Show each line of the listing in which the word "Ampa" occurs.

# Exercise materials:
--------------------

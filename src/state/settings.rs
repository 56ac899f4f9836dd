// Persistent settings
// JSON settings file grouped by namespace, plus the provider seam sessions read from

use serde_json::{Map, Value};
use std::fs;
use std::path::{Path, PathBuf};
use thiserror::Error;

use super::storage::{default_settings_path, StorageError};

/// Settings namespace for the refinement dialog
pub const SETTINGS_GROUP: &str = "takanami_settings";

/// Key of the default margin, in seconds
pub const MARGIN_KEY: &str = "takanami_margin";

/// Margin used when nothing is stored
pub const DEFAULT_MARGIN_SECS: f64 = 5.0;

#[derive(Debug, Error)]
pub enum SettingsError {
    #[error("IO error: {0}")]
    Io(#[from] std::io::Error),
    #[error("Malformed settings file: {0}")]
    Parse(#[from] serde_json::Error),
    #[error("Storage error: {0}")]
    Storage(#[from] StorageError),
    #[error("Settings root must be a JSON object")]
    NotAnObject,
}

/// Source of the refinement settings
pub trait SettingsProvider {
    /// Default half-width of the analysis window, in seconds
    fn margin_seconds(&self, default: f64) -> f64;
}

/// Settings held in memory
#[derive(Debug, Clone, Copy, PartialEq)]
pub struct FixedSettings {
    pub margin_secs: f64,
}

impl Default for FixedSettings {
    fn default() -> Self {
        FixedSettings {
            margin_secs: DEFAULT_MARGIN_SECS,
        }
    }
}

impl SettingsProvider for FixedSettings {
    fn margin_seconds(&self, _default: f64) -> f64 {
        self.margin_secs
    }
}

/// Settings stored as `{ "<group>": { "<key>": value } }` in a JSON file
#[derive(Debug, Clone)]
pub struct SettingsFile {
    path: PathBuf,
    groups: Map<String, Value>,
}

impl SettingsFile {
    /// Load settings from `path`. A missing file yields empty settings.
    pub fn load(path: impl Into<PathBuf>) -> Result<Self, SettingsError> {
        let path = path.into();

        let groups = match fs::read_to_string(&path) {
            Ok(contents) if contents.trim().is_empty() => Map::new(),
            Ok(contents) => match serde_json::from_str::<Value>(&contents)? {
                Value::Object(map) => map,
                _ => return Err(SettingsError::NotAnObject),
            },
            Err(e) if e.kind() == std::io::ErrorKind::NotFound => {
                log::debug!("No settings file at {:?}, using defaults", path);
                Map::new()
            }
            Err(e) => return Err(e.into()),
        };

        Ok(SettingsFile { path, groups })
    }

    /// Load from the default config location
    pub fn load_default() -> Result<Self, SettingsError> {
        Self::load(default_settings_path()?)
    }

    pub fn path(&self) -> &Path {
        &self.path
    }

    /// Raw value of `key` in `group`
    pub fn value(&self, group: &str, key: &str) -> Option<&Value> {
        self.groups.get(group).and_then(|g| g.get(key))
    }

    pub fn set_value(&mut self, group: &str, key: &str, value: Value) {
        let entry = self
            .groups
            .entry(group.to_string())
            .or_insert_with(|| Value::Object(Map::new()));
        if !entry.is_object() {
            *entry = Value::Object(Map::new());
        }
        if let Value::Object(map) = entry {
            map.insert(key.to_string(), value);
        }
    }

    pub fn set_margin_seconds(&mut self, secs: f64) {
        self.set_value(SETTINGS_GROUP, MARGIN_KEY, Value::from(secs));
    }

    /// Write the settings back to disk
    pub fn save(&self) -> Result<(), SettingsError> {
        if let Some(parent) = self.path.parent() {
            fs::create_dir_all(parent)?;
        }
        let json = serde_json::to_string_pretty(&Value::Object(self.groups.clone()))?;
        fs::write(&self.path, json)?;
        Ok(())
    }
}

impl SettingsProvider for SettingsFile {
    fn margin_seconds(&self, default: f64) -> f64 {
        // Older files store numbers as strings
        match self.value(SETTINGS_GROUP, MARGIN_KEY) {
            Some(Value::Number(n)) => n.as_f64().unwrap_or(default),
            Some(Value::String(s)) => s.trim().parse().unwrap_or_else(|_| {
                log::warn!("Ignoring non-numeric {}: {:?}", MARGIN_KEY, s);
                default
            }),
            _ => default,
        }
    }
}

#[cfg(test)]
mod tests {
    use super::*;
    use tempfile::TempDir;

    #[test]
    fn test_missing_file_uses_default() {
        let temp_dir = TempDir::new().unwrap();
        let settings = SettingsFile::load(temp_dir.path().join("settings.json")).unwrap();

        assert_eq!(settings.margin_seconds(DEFAULT_MARGIN_SECS), 5.0);
    }

    #[test]
    fn test_reads_margin_from_group() {
        let temp_dir = TempDir::new().unwrap();
        let path = temp_dir.path().join("settings.json");
        fs::write(&path, r#"{"takanami_settings": {"takanami_margin": 2.5}}"#).unwrap();

        let settings = SettingsFile::load(&path).unwrap();
        assert_eq!(settings.margin_seconds(DEFAULT_MARGIN_SECS), 2.5);
    }

    #[test]
    fn test_reads_margin_stored_as_string() {
        let temp_dir = TempDir::new().unwrap();
        let path = temp_dir.path().join("settings.json");
        fs::write(&path, r#"{"takanami_settings": {"takanami_margin": "1.25"}}"#).unwrap();

        let settings = SettingsFile::load(&path).unwrap();
        assert_eq!(settings.margin_seconds(DEFAULT_MARGIN_SECS), 1.25);
    }

    #[test]
    fn test_other_groups_do_not_leak() {
        let temp_dir = TempDir::new().unwrap();
        let path = temp_dir.path().join("settings.json");
        fs::write(&path, r#"{"stalta_settings": {"takanami_margin": 9.0}}"#).unwrap();

        let settings = SettingsFile::load(&path).unwrap();
        assert_eq!(settings.margin_seconds(3.0), 3.0);
    }

    #[test]
    fn test_save_and_reload() {
        let temp_dir = TempDir::new().unwrap();
        let path = temp_dir.path().join("config").join("settings.json");

        let mut settings = SettingsFile::load(&path).unwrap();
        settings.set_margin_seconds(7.5);
        settings.save().unwrap();

        let reloaded = SettingsFile::load(&path).unwrap();
        assert_eq!(reloaded.margin_seconds(DEFAULT_MARGIN_SECS), 7.5);
    }

    #[test]
    fn test_rejects_non_object_root() {
        let temp_dir = TempDir::new().unwrap();
        let path = temp_dir.path().join("settings.json");
        fs::write(&path, "[1, 2, 3]").unwrap();

        assert!(matches!(
            SettingsFile::load(&path),
            Err(SettingsError::NotAnObject)
        ));
    }

    #[test]
    fn test_fixed_settings_ignore_default() {
        let settings = FixedSettings { margin_secs: 0.75 };
        assert_eq!(settings.margin_seconds(5.0), 0.75);
        assert_eq!(FixedSettings::default().margin_secs, DEFAULT_MARGIN_SECS);
    }
}
// Data models for the seismic event document
use chrono::{DateTime, Utc};
use serde::{Deserialize, Serialize};
use uuid::Uuid;

/// A record registered in the document store
#[derive(Debug, Clone, PartialEq, Serialize, Deserialize)]
pub struct RecordEntry {
    pub id: Uuid,
    pub name: String,
    pub created_at: DateTime<Utc>,
    pub sha256: String,
    pub sample_rate: f64,
    pub sample_count: i64,
}

/// A picked seismic event
#[derive(Debug, Clone, PartialEq, Serialize, Deserialize)]
pub struct SeismicEvent {
    pub id: Uuid,
    pub record_id: Uuid,
    /// Onset as a sample index into the record
    pub time: usize,
    pub method: PickMethod,
    pub mode: PickMode,
    pub status: EventStatus,
    pub created_at: DateTime<Utc>,
    pub updated_at: DateTime<Utc>,
}

/// Algorithm that produced a pick
#[derive(Debug, Clone, Copy, PartialEq, Eq, Serialize, Deserialize)]
#[serde(rename_all = "lowercase")]
pub enum PickMethod {
    Takanami,
    Stalta,
    Ampa,
    Other,
}

impl PickMethod {
    pub fn as_str(&self) -> &'static str {
        match self {
            PickMethod::Takanami => "takanami",
            PickMethod::Stalta => "stalta",
            PickMethod::Ampa => "ampa",
            PickMethod::Other => "other",
        }
    }

    pub fn from_string(s: &str) -> Self {
        match s {
            "takanami" => PickMethod::Takanami,
            "stalta" => PickMethod::Stalta,
            "ampa" => PickMethod::Ampa,
            _ => PickMethod::Other,
        }
    }
}

/// Whether a pick was made by an algorithm or by hand
#[derive(Debug, Clone, Copy, PartialEq, Eq, Serialize, Deserialize)]
#[serde(rename_all = "lowercase")]
pub enum PickMode {
    Automatic,
    Manual,
    Undefined,
}

impl PickMode {
    pub fn as_str(&self) -> &'static str {
        match self {
            PickMode::Automatic => "automatic",
            PickMode::Manual => "manual",
            PickMode::Undefined => "undefined",
        }
    }

    pub fn from_string(s: &str) -> Self {
        match s {
            "automatic" => PickMode::Automatic,
            "manual" => PickMode::Manual,
            _ => PickMode::Undefined,
        }
    }
}

/// Review status of a pick
#[derive(Debug, Clone, Copy, PartialEq, Eq, Serialize, Deserialize)]
#[serde(rename_all = "lowercase")]
pub enum EventStatus {
    Preliminary,
    Reported,
    Revised,
    Confirmed,
    Rejected,
    Final,
}

impl EventStatus {
    pub fn as_str(&self) -> &'static str {
        match self {
            EventStatus::Preliminary => "preliminary",
            EventStatus::Reported => "reported",
            EventStatus::Revised => "revised",
            EventStatus::Confirmed => "confirmed",
            EventStatus::Rejected => "rejected",
            EventStatus::Final => "final",
        }
    }

    pub fn from_string(s: &str) -> Self {
        match s {
            "reported" => EventStatus::Reported,
            "revised" => EventStatus::Revised,
            "confirmed" => EventStatus::Confirmed,
            "rejected" => EventStatus::Rejected,
            "final" => EventStatus::Final,
            _ => EventStatus::Preliminary,
        }
    }
}

/// Fields to change on an existing event. `None` leaves a field as is.
#[derive(Debug, Clone, Default, PartialEq)]
pub struct EventEdit {
    pub time: Option<usize>,
    pub method: Option<PickMethod>,
    pub mode: Option<PickMode>,
    pub status: Option<EventStatus>,
}

impl EventEdit {
    /// Edit applied when a refined onset is accepted
    pub fn takanami(time: usize) -> Self {
        EventEdit {
            time: Some(time),
            method: Some(PickMethod::Takanami),
            mode: Some(PickMode::Automatic),
            status: Some(EventStatus::Reported),
        }
    }

    pub fn is_empty(&self) -> bool {
        self.time.is_none() && self.method.is_none() && self.mode.is_none() && self.status.is_none()
    }
}

#[cfg(test)]
mod tests {
    use super::*;

    #[test]
    fn test_string_forms_round_trip() {
        for method in [
            PickMethod::Takanami,
            PickMethod::Stalta,
            PickMethod::Ampa,
            PickMethod::Other,
        ] {
            assert_eq!(PickMethod::from_string(method.as_str()), method);
        }
        for status in [
            EventStatus::Preliminary,
            EventStatus::Reported,
            EventStatus::Revised,
            EventStatus::Confirmed,
            EventStatus::Rejected,
            EventStatus::Final,
        ] {
            assert_eq!(EventStatus::from_string(status.as_str()), status);
        }
        assert_eq!(PickMode::from_string("manual"), PickMode::Manual);
    }

    #[test]
    fn test_unknown_strings_fall_back() {
        assert_eq!(PickMethod::from_string("???"), PickMethod::Other);
        assert_eq!(PickMode::from_string(""), PickMode::Undefined);
        assert_eq!(EventStatus::from_string("x"), EventStatus::Preliminary);
    }

    #[test]
    fn test_serde_uses_lowercase() {
        let json = serde_json::to_string(&PickMethod::Takanami).unwrap();
        assert_eq!(json, "\"takanami\"");
    }

    #[test]
    fn test_takanami_edit() {
        let edit = EventEdit::takanami(512);
        assert_eq!(edit.time, Some(512));
        assert_eq!(edit.method, Some(PickMethod::Takanami));
        assert_eq!(edit.mode, Some(PickMode::Automatic));
        assert_eq!(edit.status, Some(EventStatus::Reported));
        assert!(!edit.is_empty());
        assert!(EventEdit::default().is_empty());
    }
}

--------------------

# Output of the exercise:
    Ampa,
            PickMethod::Ampa => "ampa",
            "ampa" => PickMethod::Ampa,
            PickMethod::Ampa,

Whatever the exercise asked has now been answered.